■ Task to carry out:
A word-for-word transcription of every record is needed.

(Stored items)
------------------------------------------------
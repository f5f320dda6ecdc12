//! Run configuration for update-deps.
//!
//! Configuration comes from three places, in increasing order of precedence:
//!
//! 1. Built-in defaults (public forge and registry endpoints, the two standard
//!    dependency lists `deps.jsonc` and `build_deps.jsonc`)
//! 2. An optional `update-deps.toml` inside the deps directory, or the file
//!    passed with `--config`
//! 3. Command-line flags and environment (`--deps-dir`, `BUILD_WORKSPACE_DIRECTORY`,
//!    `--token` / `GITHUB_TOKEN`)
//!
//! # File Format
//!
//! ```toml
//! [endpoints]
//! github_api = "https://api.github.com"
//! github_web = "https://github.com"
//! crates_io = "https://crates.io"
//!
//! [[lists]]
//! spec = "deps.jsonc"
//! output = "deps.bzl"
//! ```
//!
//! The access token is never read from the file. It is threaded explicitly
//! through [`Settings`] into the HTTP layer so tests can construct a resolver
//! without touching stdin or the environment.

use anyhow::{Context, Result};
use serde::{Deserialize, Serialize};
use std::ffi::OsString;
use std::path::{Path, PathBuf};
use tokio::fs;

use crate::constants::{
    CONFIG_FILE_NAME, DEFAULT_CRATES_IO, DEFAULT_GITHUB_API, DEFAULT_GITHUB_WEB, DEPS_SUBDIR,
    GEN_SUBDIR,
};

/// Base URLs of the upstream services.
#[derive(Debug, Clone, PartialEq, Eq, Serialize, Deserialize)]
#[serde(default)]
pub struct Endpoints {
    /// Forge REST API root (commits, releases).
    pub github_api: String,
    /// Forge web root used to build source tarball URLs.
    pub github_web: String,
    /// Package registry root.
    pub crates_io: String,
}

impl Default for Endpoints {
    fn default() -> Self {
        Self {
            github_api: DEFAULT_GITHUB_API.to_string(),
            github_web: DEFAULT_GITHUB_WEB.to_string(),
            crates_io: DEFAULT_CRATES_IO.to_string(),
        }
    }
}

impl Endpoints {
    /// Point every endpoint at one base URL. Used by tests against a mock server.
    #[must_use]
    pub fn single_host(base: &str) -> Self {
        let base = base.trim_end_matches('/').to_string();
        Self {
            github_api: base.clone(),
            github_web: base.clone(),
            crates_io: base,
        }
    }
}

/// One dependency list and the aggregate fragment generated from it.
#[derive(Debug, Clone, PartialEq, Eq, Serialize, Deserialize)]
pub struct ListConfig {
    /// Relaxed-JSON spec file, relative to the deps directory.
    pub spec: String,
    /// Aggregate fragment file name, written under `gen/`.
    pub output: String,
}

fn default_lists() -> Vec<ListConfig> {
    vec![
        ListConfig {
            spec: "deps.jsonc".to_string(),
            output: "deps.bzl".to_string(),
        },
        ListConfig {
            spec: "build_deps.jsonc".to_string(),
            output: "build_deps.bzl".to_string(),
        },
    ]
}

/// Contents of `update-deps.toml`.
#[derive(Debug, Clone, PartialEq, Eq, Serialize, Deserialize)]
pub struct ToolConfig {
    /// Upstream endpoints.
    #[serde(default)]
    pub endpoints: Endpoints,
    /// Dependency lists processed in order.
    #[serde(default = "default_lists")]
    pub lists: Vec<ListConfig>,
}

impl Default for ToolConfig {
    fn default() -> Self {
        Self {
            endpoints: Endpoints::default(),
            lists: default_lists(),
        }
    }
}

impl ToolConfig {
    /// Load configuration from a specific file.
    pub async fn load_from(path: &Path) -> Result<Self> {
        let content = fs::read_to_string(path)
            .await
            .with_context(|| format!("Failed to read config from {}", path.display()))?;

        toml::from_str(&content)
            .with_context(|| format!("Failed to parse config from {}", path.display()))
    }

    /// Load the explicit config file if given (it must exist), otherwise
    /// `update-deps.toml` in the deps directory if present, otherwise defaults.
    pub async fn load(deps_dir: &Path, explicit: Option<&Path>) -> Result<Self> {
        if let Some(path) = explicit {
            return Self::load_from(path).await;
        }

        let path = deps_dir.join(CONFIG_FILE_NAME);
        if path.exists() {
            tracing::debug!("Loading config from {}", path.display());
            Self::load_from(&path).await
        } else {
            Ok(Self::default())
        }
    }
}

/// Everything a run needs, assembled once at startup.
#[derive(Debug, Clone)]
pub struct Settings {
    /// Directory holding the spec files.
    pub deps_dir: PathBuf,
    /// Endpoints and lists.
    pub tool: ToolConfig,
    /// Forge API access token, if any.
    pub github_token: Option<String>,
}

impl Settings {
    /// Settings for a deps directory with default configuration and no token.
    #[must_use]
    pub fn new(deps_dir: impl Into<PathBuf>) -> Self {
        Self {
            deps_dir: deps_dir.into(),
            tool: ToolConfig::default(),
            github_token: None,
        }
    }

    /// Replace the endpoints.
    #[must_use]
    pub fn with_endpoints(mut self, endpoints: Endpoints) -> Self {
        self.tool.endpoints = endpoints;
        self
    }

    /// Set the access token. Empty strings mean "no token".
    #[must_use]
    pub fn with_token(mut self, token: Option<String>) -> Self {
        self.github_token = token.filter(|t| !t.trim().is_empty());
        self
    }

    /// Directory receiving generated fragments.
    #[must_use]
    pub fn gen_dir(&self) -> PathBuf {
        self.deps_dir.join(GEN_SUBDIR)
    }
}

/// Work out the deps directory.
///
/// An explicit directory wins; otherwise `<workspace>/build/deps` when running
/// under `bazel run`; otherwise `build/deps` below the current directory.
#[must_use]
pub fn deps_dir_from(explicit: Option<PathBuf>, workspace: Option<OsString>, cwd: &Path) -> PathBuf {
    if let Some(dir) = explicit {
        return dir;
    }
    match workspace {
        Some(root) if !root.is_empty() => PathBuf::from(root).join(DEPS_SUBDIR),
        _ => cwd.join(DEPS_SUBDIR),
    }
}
------------------------------------------------
■ Output for this exercise:
repository f5f320dda6ecdc12
//! Run configuration for update-deps.
//!
//! Configuration comes from three places, in increasing order of precedence:
//!
//! 1. Built-in defaults (public forge and registry endpoints, the two standard
//!    dependency lists `deps.jsonc` and `build_deps.jsonc`)
//! 2. An optional `update-deps.toml` inside the deps directory, or the file
//!    passed with `--config`
//! 3. Command-line flags and environment (`--deps-dir`, `BUILD_WORKSPACE_DIRECTORY`,
//!    `--token` / `GITHUB_TOKEN`)
//!
//! # File Format
//!
//! ```toml
//! [endpoints]
//! github_api = "https://api.github.com"
//! github_web = "https://github.com"
//! crates_io = "https://crates.io"
//!
//! [[lists]]
//! spec = "deps.jsonc"
//! output = "deps.bzl"
//! ```
//!
//! The access token is never read from the file. It is threaded explicitly
//! through [`Settings`] into the HTTP layer so tests can construct a resolver
//! without touching stdin or the environment.

use anyhow::{Context, Result};
use serde::{Deserialize, Serialize};
use std::ffi::OsString;
use std::path::{Path, PathBuf};
use tokio::fs;

use crate::constants::{
    CONFIG_FILE_NAME, DEFAULT_CRATES_IO, DEFAULT_GITHUB_API, DEFAULT_GITHUB_WEB, DEPS_SUBDIR,
    GEN_SUBDIR,
};

/// Base URLs of the upstream services.
#[derive(Debug, Clone, PartialEq, Eq, Serialize, Deserialize)]
#[serde(default)]
pub struct Endpoints {
    /// Forge REST API root (commits, releases).
    pub github_api: String,
    /// Forge web root used to build source tarball URLs.
    pub github_web: String,
    /// Package registry root.
    pub crates_io: String,
}

impl Default for Endpoints {
    fn default() -> Self {
        Self {
            github_api: DEFAULT_GITHUB_API.to_string(),
            github_web: DEFAULT_GITHUB_WEB.to_string(),
            crates_io: DEFAULT_CRATES_IO.to_string(),
        }
    }
}

impl Endpoints {
    /// Point every endpoint at one base URL. Used by tests against a mock server.
    #[must_use]
    pub fn single_host(base: &str) -> Self {
        let base = base.trim_end_matches('/').to_string();
        Self {
            github_api: base.clone(),
            github_web: base.clone(),
            crates_io: base,
        }
    }
}

/// One dependency list and the aggregate fragment generated from it.
#[derive(Debug, Clone, PartialEq, Eq, Serialize, Deserialize)]
pub struct ListConfig {
    /// Relaxed-JSON spec file, relative to the deps directory.
    pub spec: String,
    /// Aggregate fragment file name, written under `gen/`.
    pub output: String,
}

fn default_lists() -> Vec<ListConfig> {
    vec![
        ListConfig {
            spec: "deps.jsonc".to_string(),
            output: "deps.bzl".to_string(),
        },
        ListConfig {
            spec: "build_deps.jsonc".to_string(),
            output: "build_deps.bzl".to_string(),
        },
    ]
}

/// Contents of `update-deps.toml`.
#[derive(Debug, Clone, PartialEq, Eq, Serialize, Deserialize)]
pub struct ToolConfig {
    /// Upstream endpoints.
    #[serde(default)]
    pub endpoints: Endpoints,
    /// Dependency lists processed in order.
    #[serde(default = "default_lists")]
    pub lists: Vec<ListConfig>,
}

impl Default for ToolConfig {
    fn default() -> Self {
        Self {
            endpoints: Endpoints::default(),
            lists: default_lists(),
        }
    }
}

impl ToolConfig {
    /// Load configuration from a specific file.
    pub async fn load_from(path: &Path) -> Result<Self> {
        let content = fs::read_to_string(path)
            .await
            .with_context(|| format!("Failed to read config from {}", path.display()))?;

        toml::from_str(&content)
            .with_context(|| format!("Failed to parse config from {}", path.display()))
    }

    /// Load the explicit config file if given (it must exist), otherwise
    /// `update-deps.toml` in the deps directory if present, otherwise defaults.
    pub async fn load(deps_dir: &Path, explicit: Option<&Path>) -> Result<Self> {
        if let Some(path) = explicit {
            return Self::load_from(path).await;
        }

        let path = deps_dir.join(CONFIG_FILE_NAME);
        if path.exists() {
            tracing::debug!("Loading config from {}", path.display());
            Self::load_from(&path).await
        } else {
            Ok(Self::default())
        }
    }
}

/// Everything a run needs, assembled once at startup.
#[derive(Debug, Clone)]
pub struct Settings {
    /// Directory holding the spec files.
    pub deps_dir: PathBuf,
    /// Endpoints and lists.
    pub tool: ToolConfig,
    /// Forge API access token, if any.
    pub github_token: Option<String>,
}

impl Settings {
    /// Settings for a deps directory with default configuration and no token.
    #[must_use]
    pub fn new(deps_dir: impl Into<PathBuf>) -> Self {
        Self {
            deps_dir: deps_dir.into(),
            tool: ToolConfig::default(),
            github_token: None,
        }
    }

    /// Replace the endpoints.
    #[must_use]
    pub fn with_endpoints(mut self, endpoints: Endpoints) -> Self {
        self.tool.endpoints = endpoints;
        self
    }

    /// Set the access token. Empty strings mean "no token".
    #[must_use]
    pub fn with_token(mut self, token: Option<String>) -> Self {
        self.github_token = token.filter(|t| !t.trim().is_empty());
        self
    }

    /// Directory receiving generated fragments.
    #[must_use]
    pub fn gen_dir(&self) -> PathBuf {
        self.deps_dir.join(GEN_SUBDIR)
    }
}

/// Work out the deps directory.
///
/// An explicit directory wins; otherwise `<workspace>/build/deps` when running
/// under `bazel run`; otherwise `build/deps` below the current directory.
#[must_use]
pub fn deps_dir_from(explicit: Option<PathBuf>, workspace: Option<OsString>, cwd: &Path) -> PathBuf {
    if let Some(dir) = explicit {
        return dir;
    }
    match workspace {
        Some(root) if !root.is_empty() => PathBuf::from(root).join(DEPS_SUBDIR),
        _ => cwd.join(DEPS_SUBDIR),
    }
}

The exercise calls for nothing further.